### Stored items

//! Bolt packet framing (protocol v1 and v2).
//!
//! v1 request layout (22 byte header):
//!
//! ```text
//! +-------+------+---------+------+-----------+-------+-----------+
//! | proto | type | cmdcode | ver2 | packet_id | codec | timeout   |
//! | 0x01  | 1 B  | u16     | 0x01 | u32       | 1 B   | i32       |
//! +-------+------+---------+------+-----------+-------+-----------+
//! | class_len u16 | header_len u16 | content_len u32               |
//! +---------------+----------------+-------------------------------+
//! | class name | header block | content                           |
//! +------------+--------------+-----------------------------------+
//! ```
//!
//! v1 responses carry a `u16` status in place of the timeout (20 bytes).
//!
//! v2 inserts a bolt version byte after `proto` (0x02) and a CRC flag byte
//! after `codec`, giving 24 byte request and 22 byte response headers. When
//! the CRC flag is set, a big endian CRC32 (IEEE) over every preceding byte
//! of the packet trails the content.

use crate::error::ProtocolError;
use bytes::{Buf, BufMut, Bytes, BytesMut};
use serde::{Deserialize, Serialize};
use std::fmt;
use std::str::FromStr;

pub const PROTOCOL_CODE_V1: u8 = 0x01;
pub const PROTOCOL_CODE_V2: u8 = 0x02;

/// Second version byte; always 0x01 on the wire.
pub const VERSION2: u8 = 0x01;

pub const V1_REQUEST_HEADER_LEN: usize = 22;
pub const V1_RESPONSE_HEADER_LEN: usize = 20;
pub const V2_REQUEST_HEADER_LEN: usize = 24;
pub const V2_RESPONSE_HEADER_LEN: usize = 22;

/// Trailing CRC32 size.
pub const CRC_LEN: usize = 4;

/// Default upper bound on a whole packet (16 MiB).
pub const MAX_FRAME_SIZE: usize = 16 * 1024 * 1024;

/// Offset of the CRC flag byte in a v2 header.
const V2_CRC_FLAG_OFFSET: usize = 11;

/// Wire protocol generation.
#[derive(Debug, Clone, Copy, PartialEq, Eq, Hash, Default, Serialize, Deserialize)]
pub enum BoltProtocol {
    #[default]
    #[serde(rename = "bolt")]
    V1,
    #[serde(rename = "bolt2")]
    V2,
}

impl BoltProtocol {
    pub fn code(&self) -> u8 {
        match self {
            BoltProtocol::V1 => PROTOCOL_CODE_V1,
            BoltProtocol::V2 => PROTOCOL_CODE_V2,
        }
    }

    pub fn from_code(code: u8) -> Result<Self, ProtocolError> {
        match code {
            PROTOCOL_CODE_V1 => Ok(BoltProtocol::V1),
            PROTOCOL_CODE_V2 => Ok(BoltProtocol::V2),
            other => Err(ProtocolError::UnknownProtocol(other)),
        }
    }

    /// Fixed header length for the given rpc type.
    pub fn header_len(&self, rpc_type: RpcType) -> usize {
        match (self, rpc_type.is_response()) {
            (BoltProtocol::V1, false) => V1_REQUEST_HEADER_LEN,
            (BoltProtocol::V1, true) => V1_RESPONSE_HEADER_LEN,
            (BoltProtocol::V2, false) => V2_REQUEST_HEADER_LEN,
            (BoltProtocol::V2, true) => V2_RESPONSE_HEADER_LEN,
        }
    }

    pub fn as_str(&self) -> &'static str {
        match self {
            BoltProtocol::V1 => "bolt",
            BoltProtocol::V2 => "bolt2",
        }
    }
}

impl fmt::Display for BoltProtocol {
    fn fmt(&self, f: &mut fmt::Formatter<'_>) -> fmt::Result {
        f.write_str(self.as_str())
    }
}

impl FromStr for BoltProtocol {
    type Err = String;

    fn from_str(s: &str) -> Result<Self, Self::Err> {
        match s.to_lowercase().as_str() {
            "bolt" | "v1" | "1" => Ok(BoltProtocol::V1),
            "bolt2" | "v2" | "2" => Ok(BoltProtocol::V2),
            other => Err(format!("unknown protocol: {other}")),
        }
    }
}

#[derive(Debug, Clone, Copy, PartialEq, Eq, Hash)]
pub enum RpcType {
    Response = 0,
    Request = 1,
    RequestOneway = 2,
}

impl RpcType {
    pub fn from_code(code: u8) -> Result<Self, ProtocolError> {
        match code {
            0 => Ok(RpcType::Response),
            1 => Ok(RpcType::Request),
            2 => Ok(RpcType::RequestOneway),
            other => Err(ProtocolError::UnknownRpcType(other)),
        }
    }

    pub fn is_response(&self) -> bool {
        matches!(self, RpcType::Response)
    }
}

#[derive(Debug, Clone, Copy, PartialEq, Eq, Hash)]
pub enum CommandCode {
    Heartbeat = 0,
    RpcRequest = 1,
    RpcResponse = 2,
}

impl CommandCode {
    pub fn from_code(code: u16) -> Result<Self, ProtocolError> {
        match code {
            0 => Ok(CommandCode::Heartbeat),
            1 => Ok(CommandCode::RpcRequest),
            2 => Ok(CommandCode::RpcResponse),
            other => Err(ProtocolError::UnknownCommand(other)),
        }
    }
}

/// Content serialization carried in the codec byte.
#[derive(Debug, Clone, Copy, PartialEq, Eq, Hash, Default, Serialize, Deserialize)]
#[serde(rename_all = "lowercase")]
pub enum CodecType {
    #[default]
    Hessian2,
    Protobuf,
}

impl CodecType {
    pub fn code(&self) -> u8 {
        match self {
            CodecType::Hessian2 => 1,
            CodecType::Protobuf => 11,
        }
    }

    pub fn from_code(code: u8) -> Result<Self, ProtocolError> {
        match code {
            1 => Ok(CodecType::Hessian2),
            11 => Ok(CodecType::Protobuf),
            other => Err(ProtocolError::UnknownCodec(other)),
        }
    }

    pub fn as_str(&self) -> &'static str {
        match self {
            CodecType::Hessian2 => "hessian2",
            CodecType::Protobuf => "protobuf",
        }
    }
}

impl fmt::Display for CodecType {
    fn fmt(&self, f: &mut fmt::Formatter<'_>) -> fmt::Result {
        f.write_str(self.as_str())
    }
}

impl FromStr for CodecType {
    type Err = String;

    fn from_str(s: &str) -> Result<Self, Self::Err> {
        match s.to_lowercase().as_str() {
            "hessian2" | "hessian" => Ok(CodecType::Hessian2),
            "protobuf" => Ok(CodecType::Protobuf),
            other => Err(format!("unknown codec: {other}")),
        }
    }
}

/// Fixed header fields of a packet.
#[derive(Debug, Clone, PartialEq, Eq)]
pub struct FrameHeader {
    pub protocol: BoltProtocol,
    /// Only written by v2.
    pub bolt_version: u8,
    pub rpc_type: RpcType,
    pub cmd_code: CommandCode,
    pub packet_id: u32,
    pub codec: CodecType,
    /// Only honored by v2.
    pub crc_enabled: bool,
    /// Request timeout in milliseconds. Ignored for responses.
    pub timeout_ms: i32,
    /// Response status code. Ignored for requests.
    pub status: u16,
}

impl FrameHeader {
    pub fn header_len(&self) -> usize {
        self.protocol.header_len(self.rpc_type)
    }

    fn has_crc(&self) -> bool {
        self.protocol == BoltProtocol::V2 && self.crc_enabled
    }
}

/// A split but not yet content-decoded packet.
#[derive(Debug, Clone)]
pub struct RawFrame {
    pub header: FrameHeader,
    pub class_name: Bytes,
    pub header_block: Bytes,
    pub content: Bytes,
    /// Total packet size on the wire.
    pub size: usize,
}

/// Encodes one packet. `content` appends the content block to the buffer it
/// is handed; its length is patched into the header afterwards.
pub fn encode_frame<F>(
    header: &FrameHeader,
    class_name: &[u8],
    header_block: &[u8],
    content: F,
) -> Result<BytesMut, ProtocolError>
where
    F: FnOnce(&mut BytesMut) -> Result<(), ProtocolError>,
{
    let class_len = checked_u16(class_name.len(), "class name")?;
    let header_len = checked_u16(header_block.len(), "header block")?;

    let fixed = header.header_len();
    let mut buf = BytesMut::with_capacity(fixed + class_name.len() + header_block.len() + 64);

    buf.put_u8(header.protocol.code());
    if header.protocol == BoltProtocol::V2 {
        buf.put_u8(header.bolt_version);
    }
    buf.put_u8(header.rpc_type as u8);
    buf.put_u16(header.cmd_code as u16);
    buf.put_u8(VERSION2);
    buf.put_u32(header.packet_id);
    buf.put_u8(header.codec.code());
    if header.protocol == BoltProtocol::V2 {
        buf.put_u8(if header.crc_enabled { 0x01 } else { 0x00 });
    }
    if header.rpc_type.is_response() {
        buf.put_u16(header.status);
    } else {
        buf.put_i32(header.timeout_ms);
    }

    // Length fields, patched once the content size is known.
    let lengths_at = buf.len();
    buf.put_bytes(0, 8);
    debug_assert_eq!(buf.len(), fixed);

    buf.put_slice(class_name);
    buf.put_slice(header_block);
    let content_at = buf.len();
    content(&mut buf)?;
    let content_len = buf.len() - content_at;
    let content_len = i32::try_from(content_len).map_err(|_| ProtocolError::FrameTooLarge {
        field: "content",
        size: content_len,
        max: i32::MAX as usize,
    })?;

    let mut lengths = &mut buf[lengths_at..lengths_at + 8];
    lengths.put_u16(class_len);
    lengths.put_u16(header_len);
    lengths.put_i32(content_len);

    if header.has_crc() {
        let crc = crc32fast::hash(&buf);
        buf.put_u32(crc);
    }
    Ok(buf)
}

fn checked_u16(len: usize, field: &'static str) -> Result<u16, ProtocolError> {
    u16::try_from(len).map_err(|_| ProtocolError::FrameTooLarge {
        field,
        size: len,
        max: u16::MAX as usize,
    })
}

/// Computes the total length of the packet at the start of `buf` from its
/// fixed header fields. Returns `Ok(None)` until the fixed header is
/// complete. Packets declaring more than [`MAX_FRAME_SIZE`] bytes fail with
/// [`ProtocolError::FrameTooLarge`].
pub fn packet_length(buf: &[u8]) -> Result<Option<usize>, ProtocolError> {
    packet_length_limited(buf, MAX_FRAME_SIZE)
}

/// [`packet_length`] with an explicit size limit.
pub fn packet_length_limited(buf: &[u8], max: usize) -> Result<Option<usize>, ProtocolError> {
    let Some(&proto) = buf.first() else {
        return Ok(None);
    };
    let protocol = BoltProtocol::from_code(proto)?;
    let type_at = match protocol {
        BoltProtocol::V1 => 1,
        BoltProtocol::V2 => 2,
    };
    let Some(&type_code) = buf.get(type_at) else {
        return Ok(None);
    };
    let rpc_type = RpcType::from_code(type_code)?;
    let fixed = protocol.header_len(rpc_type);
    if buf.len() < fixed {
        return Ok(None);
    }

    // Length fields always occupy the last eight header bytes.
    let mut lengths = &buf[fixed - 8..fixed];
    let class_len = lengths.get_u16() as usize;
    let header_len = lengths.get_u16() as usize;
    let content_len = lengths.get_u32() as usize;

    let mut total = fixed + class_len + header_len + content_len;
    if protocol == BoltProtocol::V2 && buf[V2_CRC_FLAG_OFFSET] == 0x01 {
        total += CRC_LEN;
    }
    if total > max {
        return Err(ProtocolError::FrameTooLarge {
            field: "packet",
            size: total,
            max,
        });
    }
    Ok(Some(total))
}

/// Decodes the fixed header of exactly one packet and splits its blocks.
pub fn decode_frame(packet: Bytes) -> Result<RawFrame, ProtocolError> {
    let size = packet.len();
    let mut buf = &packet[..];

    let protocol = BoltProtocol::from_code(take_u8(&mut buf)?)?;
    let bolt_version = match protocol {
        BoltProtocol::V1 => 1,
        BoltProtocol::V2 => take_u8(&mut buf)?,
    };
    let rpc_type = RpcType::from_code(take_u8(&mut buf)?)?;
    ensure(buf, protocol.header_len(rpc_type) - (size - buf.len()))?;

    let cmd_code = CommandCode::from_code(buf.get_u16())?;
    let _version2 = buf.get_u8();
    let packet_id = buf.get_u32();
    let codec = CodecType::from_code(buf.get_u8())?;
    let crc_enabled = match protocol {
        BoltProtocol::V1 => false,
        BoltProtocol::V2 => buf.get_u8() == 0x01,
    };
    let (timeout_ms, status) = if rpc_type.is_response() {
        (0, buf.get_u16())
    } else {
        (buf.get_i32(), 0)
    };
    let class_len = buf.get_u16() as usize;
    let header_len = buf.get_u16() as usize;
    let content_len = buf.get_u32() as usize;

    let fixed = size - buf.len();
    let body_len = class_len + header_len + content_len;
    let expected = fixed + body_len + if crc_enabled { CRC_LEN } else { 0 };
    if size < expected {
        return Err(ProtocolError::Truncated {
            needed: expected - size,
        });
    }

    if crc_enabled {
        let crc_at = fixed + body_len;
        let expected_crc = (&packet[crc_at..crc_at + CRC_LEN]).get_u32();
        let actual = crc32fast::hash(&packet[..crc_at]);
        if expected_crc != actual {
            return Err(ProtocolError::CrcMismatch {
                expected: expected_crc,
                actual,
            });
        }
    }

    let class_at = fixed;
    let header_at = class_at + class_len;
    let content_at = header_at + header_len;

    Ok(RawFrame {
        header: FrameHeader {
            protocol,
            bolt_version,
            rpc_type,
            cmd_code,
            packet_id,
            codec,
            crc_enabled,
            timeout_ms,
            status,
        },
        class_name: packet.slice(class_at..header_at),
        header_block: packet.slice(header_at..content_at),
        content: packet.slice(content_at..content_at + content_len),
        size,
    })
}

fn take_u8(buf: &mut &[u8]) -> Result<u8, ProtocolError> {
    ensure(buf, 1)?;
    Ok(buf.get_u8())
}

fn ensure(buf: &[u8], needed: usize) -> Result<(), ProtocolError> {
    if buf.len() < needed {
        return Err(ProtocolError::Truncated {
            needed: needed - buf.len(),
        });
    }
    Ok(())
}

### EXERCISE DIRECTIONS
Reproduce every line of the entries above, unchanged, from the very first one down to and including the line containing "pub const V1_REQUEST_HEADER_LEN: usize = 22;".

### SOLVED PROBLEM
//! Bolt packet framing (protocol v1 and v2).
//!
//! v1 request layout (22 byte header):
//!
//! ```text
//! +-------+------+---------+------+-----------+-------+-----------+
//! | proto | type | cmdcode | ver2 | packet_id | codec | timeout   |
//! | 0x01  | 1 B  | u16     | 0x01 | u32       | 1 B   | i32       |
//! +-------+------+---------+------+-----------+-------+-----------+
//! | class_len u16 | header_len u16 | content_len u32               |
//! +---------------+----------------+-------------------------------+
//! | class name | header block | content                           |
//! +------------+--------------+-----------------------------------+
//! ```
//!
//! v1 responses carry a `u16` status in place of the timeout (20 bytes).
//!
//! v2 inserts a bolt version byte after `proto` (0x02) and a CRC flag byte
//! after `codec`, giving 24 byte request and 22 byte response headers. When
//! the CRC flag is set, a big endian CRC32 (IEEE) over every preceding byte
//! of the packet trails the content.

use crate::error::ProtocolError;
use bytes::{Buf, BufMut, Bytes, BytesMut};
use serde::{Deserialize, Serialize};
use std::fmt;
use std::str::FromStr;

pub const PROTOCOL_CODE_V1: u8 = 0x01;
pub const PROTOCOL_CODE_V2: u8 = 0x02;

/// Second version byte; always 0x01 on the wire.
pub const VERSION2: u8 = 0x01;

pub const V1_REQUEST_HEADER_LEN: usize = 22;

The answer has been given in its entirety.